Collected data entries
^^^^^^^^^^^^^^^^
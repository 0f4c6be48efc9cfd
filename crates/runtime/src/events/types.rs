//! Event types for different topics.

use serde::{Deserialize, Serialize};
use std::time::Duration;

/// Events related to level setup
#[derive(Debug, Clone, PartialEq, Eq, Serialize, Deserialize)]
pub enum LevelEvent {
    /// A level was built and its intro banner is showing
    Started { level: u32, actor_count: usize },

    /// The intro banner was hidden and the level is playable
    SetupFinished { level: u32 },
}

/// Events related to turn hand-offs and the enemy pass
#[derive(Debug, Clone, PartialEq, Eq, Serialize, Deserialize)]
pub enum TurnEvent {
    /// The player ended their turn and the enemy pass began
    EnemyTurnStarted { level: u32, actor_count: usize },

    /// One actor finished its move; the pass now waits `cost`
    ActorMoved {
        level: u32,
        index: usize,
        cost: Duration,
    },

    /// The enemy pass finished and the player may act again
    PlayerTurnStarted { level: u32 },
}

/// Events related to the session lifetime
#[derive(Debug, Clone, PartialEq, Eq, Serialize, Deserialize)]
pub enum SessionEvent {
    /// Terminal state entered
    GameOver { level: u32, player_resource: i32 },
}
^^^^^^^^^^^^^^^^
**Work required:** Each of the records above is to be copied exactly.

**Result of the task:**
repository 0f4c6be48efc9cfd
filename crates/runtime/src/events/types.rs
//! Event types for different topics.

use serde::{Deserialize, Serialize};
use std::time::Duration;

/// Events related to level setup
#[derive(Debug, Clone, PartialEq, Eq, Serialize, Deserialize)]
pub enum LevelEvent {
    /// A level was built and its intro banner is showing
    Started { level: u32, actor_count: usize },

    /// The intro banner was hidden and the level is playable
    SetupFinished { level: u32 },
}

/// Events related to turn hand-offs and the enemy pass
#[derive(Debug, Clone, PartialEq, Eq, Serialize, Deserialize)]
pub enum TurnEvent {
    /// The player ended their turn and the enemy pass began
    EnemyTurnStarted { level: u32, actor_count: usize },

    /// One actor finished its move; the pass now waits `cost`
    ActorMoved {
        level: u32,
        index: usize,
        cost: Duration,
    },

    /// The enemy pass finished and the player may act again
    PlayerTurnStarted { level: u32 },
}

/// Events related to the session lifetime
#[derive(Debug, Clone, PartialEq, Eq, Serialize, Deserialize)]
pub enum SessionEvent {
    /// Terminal state entered
    GameOver { level: u32, player_resource: i32 },
}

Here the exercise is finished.